Reply to post: Re: Nice idea

Boeing details 'Deep Space Gateway' for Mars mission staging

cray74

Re: Nice idea

NASA needs to focus its budget on the technologies that aren't being developed by the private space industry and get the basis of true interplanetary vehicles worked out; the main theme has to be low-thrust, long-duration engines with high specific impulse.

Low thrust/high impulse engines are certainly useful, but it's worth looking at them in conjunction with lunar-sourced resources, too. The whole issue of interplanetary travel gets a lot easier when most of your mass, like propellants, doesn't come from Earth.

A more-certain alternative to lunar hydrogen is lunar oxygen and lunar sulfur. The resulting brimstone rocket has a low impulse - about 250 - but that's sufficient to escape the moon and operate a transport network between Earth, the moon, and LaGrange points, where ion engined spacecraft might park.

Luna's resources have an advantage over the asteroids and Mars in the short travel time, even though velocity requirements are similar. Everything's easier in a pioneering in situ resource facility when you're 3 days (or less) away. Whenever something breaks or doesn't work as planned - and vacuum mining operations will get something wrong initially - the replacement can be delivered more quickly. Three days is also short enough for an evacuation of an ill or injured astronaut.

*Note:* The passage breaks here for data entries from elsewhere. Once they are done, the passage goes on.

//! Board registry: every board in the process, behind session checks.

use crate::board::{
    domain::{
        Board, BoardDomainError, BoardKey, BoardName, BoardPolicy, Column, ColumnSet, TaskDraft,
        TaskId, TaskView,
    },
    ports::{BoardRepository, BoardRepositoryError},
};
use crate::error::ErrorKind;
use crate::user::{
    domain::{Session, UserEmail},
    ports::SessionVerifier,
};
use chrono::{DateTime, Utc};
use mockable::Clock;
use std::collections::BTreeMap;
use std::sync::Arc;
use thiserror::Error;
use tracing::debug;

/// Service-level errors for registry operations.
#[derive(Debug, Error)]
pub enum BoardRegistryError {
    /// Domain validation or state-machine failure.
    #[error(transparent)]
    Domain(#[from] BoardDomainError),
    /// Repository operation failed.
    #[error(transparent)]
    Repository(#[from] BoardRepositoryError),
    /// No board is registered under the key.
    #[error("board '{0}' not found")]
    BoardNotFound(BoardKey),
    /// A board is already registered under the key.
    #[error("board '{0}' already exists")]
    BoardAlreadyExists(BoardKey),
    /// The session is not live.
    #[error("user '{0}' is not logged in")]
    NotLoggedIn(UserEmail),
    /// The user is neither creator nor member of the board.
    #[error("user '{user}' has no access to board '{board}'")]
    NotBoardMember {
        /// Acting user.
        user: UserEmail,
        /// Board being accessed.
        board: BoardKey,
    },
    /// Only the creator may perform the operation.
    #[error("user '{user}' did not create board '{board}'")]
    NotCreator {
        /// Acting user.
        user: UserEmail,
        /// Board being accessed.
        board: BoardKey,
    },
    /// The user already joined the board.
    #[error("user '{user}' already joined board '{board}'")]
    AlreadyMember {
        /// Acting user.
        user: UserEmail,
        /// Board being joined.
        board: BoardKey,
    },
    /// No accessible board holds the task.
    #[error("task {0} not found")]
    TaskNotFound(TaskId),
}

impl BoardRegistryError {
    /// Returns the boundary classification for this error.
    #[must_use]
    pub const fn kind(&self) -> ErrorKind {
        match self {
            Self::Domain(err) => err.kind(),
            Self::Repository(BoardRepositoryError::NotFound(_))
            | Self::BoardNotFound(_)
            | Self::TaskNotFound(_) => ErrorKind::NotFound,
            Self::Repository(BoardRepositoryError::DuplicateBoard(_))
            | Self::BoardAlreadyExists(_)
            | Self::AlreadyMember { .. } => ErrorKind::AlreadyExists,
            Self::Repository(BoardRepositoryError::Persistence(_)) => ErrorKind::Persistence,
            Self::NotLoggedIn(_) | Self::NotBoardMember { .. } | Self::NotCreator { .. } => {
                ErrorKind::Unauthorized
            }
        }
    }
}

/// Result type for registry operations.
pub type BoardRegistryResult<T> = Result<T, BoardRegistryError>;

/// Owner of every loaded board, keyed by creator and name.
///
/// Mutations run against a copy of the board, are persisted, and only then
/// replace the registered board. A rejected operation or a failed write
/// leaves the registry as it was.
pub struct BoardRegistry<R, A, C>
where
    R: BoardRepository,
    A: SessionVerifier,
    C: Clock + Send + Sync,
{
    repository: Arc<R>,
    sessions: Arc<A>,
    clock: Arc<C>,
    policy: BoardPolicy,
    boards: BTreeMap<BoardKey, Board>,
}
//! Domain model for Kanban boards.
//!
//! A [`Board`] owns an ordered [`ColumnSet`]; each [`Column`] owns its
//! [`Task`]s and tasks refer back to their column by [`ColumnId`]. All
//! invariants (work limits, ordinal contiguity, the done-column freeze,
//! assignee checks) are enforced here, independent of persistence.

mod board;
mod column;
mod column_set;
mod error;
mod ids;
mod policy;
mod task;

pub use board::{Board, PersistedBoardData};
pub use column::{Column, PersistedColumnData};
pub use column_set::{ColumnSet, MIN_COLUMNS};
pub use error::BoardDomainError;
pub use ids::{BoardId, BoardKey, BoardName, ColumnId, TaskId};
pub use policy::{BoardPolicy, TaskLimits};
pub use task::{PersistedTaskData, Task, TaskDraft, TaskView};
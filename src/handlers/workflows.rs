//! Handler for the `workflows` command.

use super::Workspace;
use anyhow::Result;
use colored::Colorize;
use statusflow::engine::db::Db;
use statusflow::engine::repo::WorkflowRepo;

/// Lists workflows of the workspace scope with their transitions.
///
/// # Errors
/// Returns error if database query fails.
pub fn handle(ws: &Workspace) -> Result<()> {
    let conn = Db::connect(&ws.root)?;
    let repo = WorkflowRepo::new(&conn);
    let workflows = repo.list(Some(&ws.scope))?;

    println!("{} Workflows in '{}':", "🔀".cyan(), ws.scope);
    if workflows.is_empty() {
        println!("   (none defined)");
    }
    for workflow in workflows {
        println!(
            "   [{}] {} ({})",
            workflow.id.to_string().blue(),
            workflow.name,
            workflow.entity_type.dimmed()
        );
        let mut relations = repo.relations(workflow.id)?;
        ws.config.relation_order.apply(&mut relations);
        for relation in relations {
            println!("      {relation}");
        }
    }
    Ok(())
}
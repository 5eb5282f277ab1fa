//! Status-change handling: validate a requested status against the engine,
//! then apply and (optionally) persist it.
//!
//! Each request runs `Idle -> Validating -> Applied | Rejected`. The verdict
//! is computed from reads only, so a rejection never writes anything.

use super::error::Result;
use super::ports::{ItemObserver, ItemStore, NoticeLevel, Notifier, StatusLookup};
use super::transition::TransitionEngine;
use super::types::{Status, WorkItem};

/// Why a status change was refused.
#[derive(Debug, Clone, PartialEq, Eq)]
pub enum RejectReason {
    /// No item was selected.
    NoItem,
    /// No target status was given.
    NoTarget,
    /// The workflow does not allow the move.
    NotAllowed { current: String, requested: String },
}

/// Result of one status-change request.
#[derive(Debug, Clone)]
pub enum TransitionOutcome {
    Applied {
        from: Option<Status>,
        to: Status,
        /// False when persistence was deferred to an explicit save.
        persisted: bool,
    },
    Rejected {
        reason: RejectReason,
        message: String,
    },
}

impl TransitionOutcome {
    #[must_use]
    pub fn is_applied(&self) -> bool {
        matches!(self, Self::Applied { .. })
    }

    #[must_use]
    pub fn is_rejected(&self) -> bool {
        matches!(self, Self::Rejected { .. })
    }

    /// The user-facing rejection message, if rejected.
    #[must_use]
    pub fn rejection(&self) -> Option<&str> {
        match self {
            Self::Rejected { message, .. } => Some(message),
            Self::Applied { .. } => None,
        }
    }
}

pub struct StatusChangeHandler<L, S, N> {
    engine: TransitionEngine<L>,
    store: S,
    notifier: N,
    observers: Vec<Box<dyn ItemObserver>>,
    auto_persist: bool,
}

impl<L, S, N> StatusChangeHandler<L, S, N>
where
    L: StatusLookup,
    S: ItemStore,
    N: Notifier,
{
    /// Creates a handler that persists immediately on every applied change.
    #[must_use]
    pub fn new(engine: TransitionEngine<L>, store: S, notifier: N) -> Self {
        Self {
            engine,
            store,
            notifier,
            observers: Vec::new(),
            auto_persist: true,
        }
    }

    /// With `false`, applied changes stay in memory until [`Self::save`].
    #[must_use]
    pub fn auto_persist(mut self, enabled: bool) -> Self {
        self.auto_persist = enabled;
        self
    }

    /// Registers an observer refreshed after every persisted change.
    #[must_use]
    pub fn observe(mut self, observer: impl ItemObserver + 'static) -> Self {
        self.observers.push(Box::new(observer));
        self
    }

    #[must_use]
    pub fn engine(&self) -> &TransitionEngine<L> {
        &self.engine
    }

    pub(crate) fn notifier(&self) -> &N {
        &self.notifier
    }

    /// Moves `item` to `target` if its workflow allows it.
    ///
    /// A missing item or target, or a move the workflow forbids, comes back
    /// as [`TransitionOutcome::Rejected`] with the item untouched.
    ///
    /// # Errors
    /// Lookup failures and contract violations abort before any mutation.
    /// A failed save leaves the item mutated but not stored.
    pub fn change_status(
        &self,
        item: Option<&mut WorkItem>,
        target: Option<&Status>,
    ) -> Result<TransitionOutcome> {
        let Some(item) = item else {
            tracing::warn!("no current item for status change");
            return Ok(self.reject(RejectReason::NoItem, "Please select an item to change status."));
        };
        let Some(target) = target else {
            tracing::warn!(item = %item.label(), "no status given for status change");
            return Ok(self.reject(RejectReason::NoTarget, "Invalid status selected."));
        };

        tracing::debug!(item = %item.label(), target = %target, "validating status change");
        let verdict = match self.engine.evaluate(item) {
            Ok(verdict) => verdict,
            Err(e) => {
                tracing::error!(item = %item.label(), error = %e, "status validation failed");
                let message = if e.is_collaborator_failure() {
                    "Status validation unavailable.".to_string()
                } else {
                    format!("Status validation failed: {e}")
                };
                self.notifier.notify(NoticeLevel::Error, &message);
                return Err(e);
            }
        };

        if !verdict.contains(target) {
            let current = item.status_name().to_string();
            tracing::warn!(
                item = %item.label(),
                from = %current,
                to = %target,
                "status transition not allowed by workflow"
            );
            let message = format!(
                "Cannot change status from '{current}' to '{}' - \
                 transition not allowed by workflow",
                target.name
            );
            return Ok(self.reject(
                RejectReason::NotAllowed {
                    current,
                    requested: target.name.clone(),
                },
                &message,
            ));
        }

        let from = item.status.clone();
        item.set_status(target.clone());
        tracing::info!(
            item = %item.label(),
            from = from.as_ref().map_or("none", |s| s.name.as_str()),
            to = %target,
            "status changed"
        );

        if !self.auto_persist {
            self.notifier.notify(
                NoticeLevel::Success,
                &format!("Status set to '{}'. Save to keep the change.", target.name),
            );
            return Ok(TransitionOutcome::Applied {
                from,
                to: target.clone(),
                persisted: false,
            });
        }

        self.persist(item)?;
        self.notifier.notify(
            NoticeLevel::Success,
            &format!(
                "Status changed from '{}' to '{}'",
                from.as_ref().map_or("none", |s| s.name.as_str()),
                target.name
            ),
        );
        Ok(TransitionOutcome::Applied {
            from,
            to: target.clone(),
            persisted: true,
        })
    }

    /// Explicit save: stores `item` and refreshes observers.
    ///
    /// # Errors
    /// Propagates store failures, including version conflicts.
    pub fn save(&self, item: &mut WorkItem) -> Result<()> {
        self.persist(item)?;
        self.notifier
            .notify(NoticeLevel::Success, &format!("Saved {}", item.label()));
        Ok(())
    }

    fn persist(&self, item: &mut WorkItem) -> Result<()> {
        match self.store.save(item) {
            Ok(stored) => {
                *item = stored;
                for observer in &self.observers {
                    observer.item_changed(item);
                }
                Ok(())
            }
            Err(e) => {
                tracing::error!(item = %item.label(), error = %e, "failed to save item");
                self.notifier.notify(
                    NoticeLevel::Error,
                    &format!("Failed to save {}: {e}", item.label()),
                );
                Err(e)
            }
        }
    }

    fn reject(&self, reason: RejectReason, message: &str) -> TransitionOutcome {
        self.notifier.notify(NoticeLevel::Warning, message);
        TransitionOutcome::Rejected {
            reason,
            message: message.to_string(),
        }
    }
}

Which brings up another role for the NASA beyond engines: building infrastructure. Governments have a track record of building infrastructure projects that private industry won't invest in. Sometimes those projects turn out to be white elephants, sometimes they're grossly over budget and off schedule, but they wouldn't be built by entirely private industry and funding. A lunar mining operation is a candidate.